Finding Golgotha
“They went out to a place called Skull Place (in Aramaic, Golgotha). That’s where they crucified him.”
(John 19:17-18)
Tour guides can direct us to the probable place where anyone who dared to resist Roman power or question Roman authority were hung out to die.
The gospels, however, were not written to locate the “Skull Place” on a tourist’s map but to lead us into the dark terrain of our own souls. The point is not to view Golgotha from a safe distance as an objective observer, but to make our way as broken people in a broken world to that place where we fall in humility before the broken body of Jesus on the cross. In a way that is deeper than cognitive knowledge, we are confronted with the depth of human injustice, suffering and sin. And there we experience “the awful grace of God.”

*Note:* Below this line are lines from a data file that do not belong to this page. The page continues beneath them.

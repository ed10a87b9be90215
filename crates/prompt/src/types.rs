//! Prompt types for Chatbox.

use serde::{Deserialize, Serialize};
use std::collections::HashMap;

/// A prompt definition loaded from YAML.
#[derive(Debug, Clone, Serialize, Deserialize)]
pub struct PromptDefinition {
    /// Unique prompt identifier
    pub id: String,

    /// Human-readable title
    pub title: String,

    /// API version for schema evolution
    #[serde(rename = "apiVersion")]
    pub api_version: String,

    /// Creator identifier
    #[serde(rename = "createdBy", default)]
    pub created_by: String,

    /// Template string with Handlebars syntax
    pub template: String,
}

/// A rendered prompt ready to be submitted.
#[derive(Debug, Clone, Serialize, Deserialize)]
pub struct BuiltPrompt {
    /// Rendered text
    pub text: String,

    /// Metadata about the built prompt
    pub metadata: BuiltPromptMetadata,
}

/// Metadata about a built prompt.
#[derive(Debug, Clone, Serialize, Deserialize)]
pub struct BuiltPromptMetadata {
    /// Source prompt ID
    #[serde(rename = "sourcePromptId")]
    pub source_prompt_id: String,

    /// Template variables that were resolved
    #[serde(rename = "resolvedVariables")]
    pub resolved_variables: HashMap<String, String>,
}

impl BuiltPrompt {
    pub fn new(
        text: String,
        source_prompt_id: String,
        resolved_variables: HashMap<String, String>,
    ) -> Self {
        Self {
            text,
            metadata: BuiltPromptMetadata {
                source_prompt_id,
                resolved_variables,
            },
        }
    }
}
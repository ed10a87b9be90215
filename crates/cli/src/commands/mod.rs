//! Command handlers for the Chatbox CLI.
//!
//! This module organizes all CLI commands into separate submodules.

pub mod articles;
pub mod ask;
pub mod chat;
pub mod import;
pub mod serve;

// Re-export command types for convenience
pub use articles::ArticlesCommand;
pub use ask::AskCommand;
pub use chat::ChatCommand;
pub use import::ImportCommand;
pub use serve::ServeCommand;

use chatbox_article::{
    AnsweringMechanism, LlmMechanism, Session, SessionRegistry, SqliteArticleStore,
};
use chatbox_core::config::{AppConfig, EngineConfig};
use chatbox_core::{AppError, AppResult};
use chatbox_llm::create_client;
use chatbox_prompt::PromptSet;
use std::sync::Arc;

/// Everything a command needs to open sessions.
pub struct Engine {
    pub store: Arc<SqliteArticleStore>,
    pub mechanism: Arc<dyn AnsweringMechanism>,
    pub prompts: Arc<PromptSet>,
    pub tuning: EngineConfig,
}

impl Engine {
    /// Build the store, answering mechanism and prompts from configuration.
    pub fn from_config(config: &AppConfig) -> AppResult<Self> {
        config.validate()?;

        let store = Arc::new(open_store(config)?);

        let endpoint = config.resolve_endpoint();
        let api_key = config.resolve_api_key(&config.provider);
        let client = create_client(&config.provider, endpoint.as_deref(), api_key.as_deref())
            .map_err(AppError::Config)?;

        tracing::debug!(
            "Answering with {} model {} (timeout {:?})",
            client.provider_name(),
            config.model,
            config.request_timeout()
        );

        let mechanism = Arc::new(
            LlmMechanism::new(client, config.model.clone(), config.request_timeout())
                .with_sampling(config.temperature(), config.max_tokens()),
        );

        let prompts = Arc::new(PromptSet::load(&config.workspace)?);

        Ok(Self {
            store,
            mechanism,
            prompts,
            tuning: config.engine,
        })
    }

    /// Open a primed session for an article.
    pub async fn open_session(&self, article_id: &str) -> AppResult<Session> {
        Session::open(
            article_id,
            self.store.as_ref(),
            Arc::clone(&self.mechanism),
            Arc::clone(&self.prompts),
            self.tuning,
        )
        .await
    }

    pub fn into_registry(self) -> SessionRegistry {
        SessionRegistry::new(self.store, self.mechanism, self.prompts, self.tuning)
    }
}

/// Open the configured article store.
pub fn open_store(config: &AppConfig) -> AppResult<SqliteArticleStore> {
    SqliteArticleStore::open(&config.store_path())
}

/// Print a JSON value the way every `--json` flag does.
pub fn print_json(value: &serde_json::Value) -> AppResult<()> {
    let json = serde_json::to_string_pretty(value)?;
    println!("{}", json);
    Ok(())
}
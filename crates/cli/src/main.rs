//! Chatbox CLI
//!
//! Main entry point for the chatbox command-line tool.
//! Answers questions about stored articles, interactively or over HTTP.

mod commands;
mod server;

use chatbox_core::{config::AppConfig, logging, AppResult};
use clap::{Parser, Subcommand};
use commands::{ArticlesCommand, AskCommand, ChatCommand, ImportCommand, ServeCommand};
use std::path::PathBuf;

/// Chatbox - ask questions about articles
#[derive(Parser, Debug)]
#[command(name = "chatbox")]
#[command(about = "Ask questions about articles", long_about = None)]
#[command(version)]
struct Cli {
    /// Path to workspace directory (default: current directory)
    #[arg(short, long, global = true, env = "CHATBOX_WORKSPACE")]
    workspace: Option<PathBuf>,

    /// Path to config file
    #[arg(short, long, global = true, env = "CHATBOX_CONFIG")]
    config: Option<PathBuf>,

    /// Log level (error, warn, info, debug, trace)
    #[arg(long, global = true, env = "RUST_LOG")]
    log_level: Option<String>,

    /// Enable verbose output (sets log level to debug)
    #[arg(short, long, global = true)]
    verbose: bool,

    /// Disable colored output
    #[arg(long, global = true, env = "NO_COLOR")]
    no_color: bool,

    /// Answering provider (ollama, gemini, offline)
    #[arg(short, long, global = true, env = "CHATBOX_PROVIDER")]
    provider: Option<String>,

    /// Model identifier
    #[arg(short, long, global = true, env = "CHATBOX_MODEL")]
    model: Option<String>,

    #[command(subcommand)]
    command: Commands,
}

#[derive(Subcommand, Debug)]
enum Commands {
    /// List available articles
    Articles(ArticlesCommand),

    /// Import articles from a JSON or YAML file
    Import(ImportCommand),

    /// Ask one question about an article
    Ask(AskCommand),

    /// Chat interactively about an article
    Chat(ChatCommand),

    /// Serve the chat API over HTTP
    Serve(ServeCommand),
}

impl Commands {
    fn name(&self) -> &'static str {
        match self {
            Commands::Articles(_) => "articles",
            Commands::Import(_) => "import",
            Commands::Ask(_) => "ask",
            Commands::Chat(_) => "chat",
            Commands::Serve(_) => "serve",
        }
    }
}

#[tokio::main]
async fn main() -> AppResult<()> {
    // Parse command-line arguments first (needed for logging config)
    let cli = Cli::parse();

    // Defaults, then config file, then environment
    let config = AppConfig::load_from(cli.workspace.clone(), cli.config.clone())?;

    // Apply CLI overrides
    let config = config.with_overrides(
        cli.workspace,
        cli.config,
        cli.provider,
        cli.model,
        cli.log_level,
        cli.verbose,
        cli.no_color,
    );

    // Initialize logging with final configuration
    logging::init_logging(config.log_level.as_deref(), config.no_color)?;

    tracing::info!("Chatbox starting");
    tracing::debug!("Workspace: {:?}", config.workspace);
    tracing::debug!("Provider: {}", config.provider);
    tracing::debug!("Model: {}", config.model);

    // Ensure .chatbox directory exists
    config.ensure_chatbox_dir()?;

    let _span = tracing::info_span!("command", name = cli.command.name()).entered();

    // Route to command handlers
    let result = match cli.command {
        Commands::Articles(cmd) => cmd.execute(&config).await,
        Commands::Import(cmd) => cmd.execute(&config).await,
        Commands::Ask(cmd) => cmd.execute(&config).await,
        Commands::Chat(cmd) => cmd.execute(&config).await,
        Commands::Serve(cmd) => cmd.execute(&config).await,
    };

    // Log completion
    match &result {
        Ok(_) => tracing::info!("Command completed successfully"),
        Err(e) => tracing::error!("Command failed: {}", e),
    }

    result
}
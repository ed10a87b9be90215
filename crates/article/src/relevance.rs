//! Term-overlap context selection.
//!
//! Fragments are scanned in document order and the first `top_k` that
//! contain any query or recent-turn term are kept. This favors recall and
//! earliest occurrence over best fit; callers rely on first-match order.

use crate::types::{Fragment, Turn};

/// Default number of fragments to select.
pub const DEFAULT_TOP_K: usize = 3;

/// Returned when no fragment contains any term.
pub const NO_MATCH_CONTEXT: &str = "No specific information found in the article.";

/// Build the context string for `query`.
///
/// Terms are the lower-cased whitespace-separated tokens of `query` followed
/// by those of every message in `recent_turns`. A fragment is selected when
/// any term occurs as a substring of its lower-cased text. Selected
/// fragments have `&quot;` decoded and surrounding whitespace trimmed, and
/// are joined with single spaces in selection order.
pub fn select_context(
    query: &str,
    fragments: &[Fragment],
    recent_turns: &[Turn],
    top_k: usize,
) -> String {
    let terms = collect_terms(query, recent_turns);

    let selected: Vec<String> = fragments
        .iter()
        .filter(|fragment| {
            let lower = fragment.text.to_lowercase();
            terms.iter().any(|term| lower.contains(term.as_str()))
        })
        .take(top_k)
        .map(|fragment| clean_fragment(&fragment.text))
        .collect();

    tracing::debug!(
        "Selected {} of {} fragments from {} terms",
        selected.len(),
        fragments.len(),
        terms.len()
    );

    if selected.is_empty() {
        return NO_MATCH_CONTEXT.to_string();
    }

    selected.join(" ")
}

/// Query tokens followed by recent-turn tokens, lower-cased.
fn collect_terms(query: &str, recent_turns: &[Turn]) -> Vec<String> {
    std::iter::once(query)
        .chain(recent_turns.iter().map(|turn| turn.message.as_str()))
        .flat_map(str::split_whitespace)
        .map(str::to_lowercase)
        .collect()
}

fn clean_fragment(text: &str) -> String {
    text.replace("&quot;", "\"").trim().to_string()
}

The Awful and Awesome Grace of God
In the same way that Jesus recalled words from scripture that were rooted deep within him in crucial moments in his life, Robert F. Kennedy recalled words from the Greek poet, Aeschylus, on that dark night he announced the assassination of Martin Luther King Jr. to an African American audience in Indianapolis.
Even in our sleep, pain which cannot forget
falls drop by drop upon the heart,
until, in our own despair,
against our will,
comes wisdom
through the awful grace of God.
At the cross, the awful, awesome and amazing grace of God “falls drop by drop upon the heart” as we realize that the sins that nailed Jesus to the cross were and continue to be the sins in our personal lives and the systemic evils that do our sinning for us. At the foot of the cross, we discover that we can be redeemed through the unearned, undeserved, immeasurable forgiveness and grace of God.
Come to the Lynching Tree
In The Cross and the Lynching Tree, African American theologian, James H. Cone opened my eyes to the direct link between Jesus’ crucifixion and lynching in America.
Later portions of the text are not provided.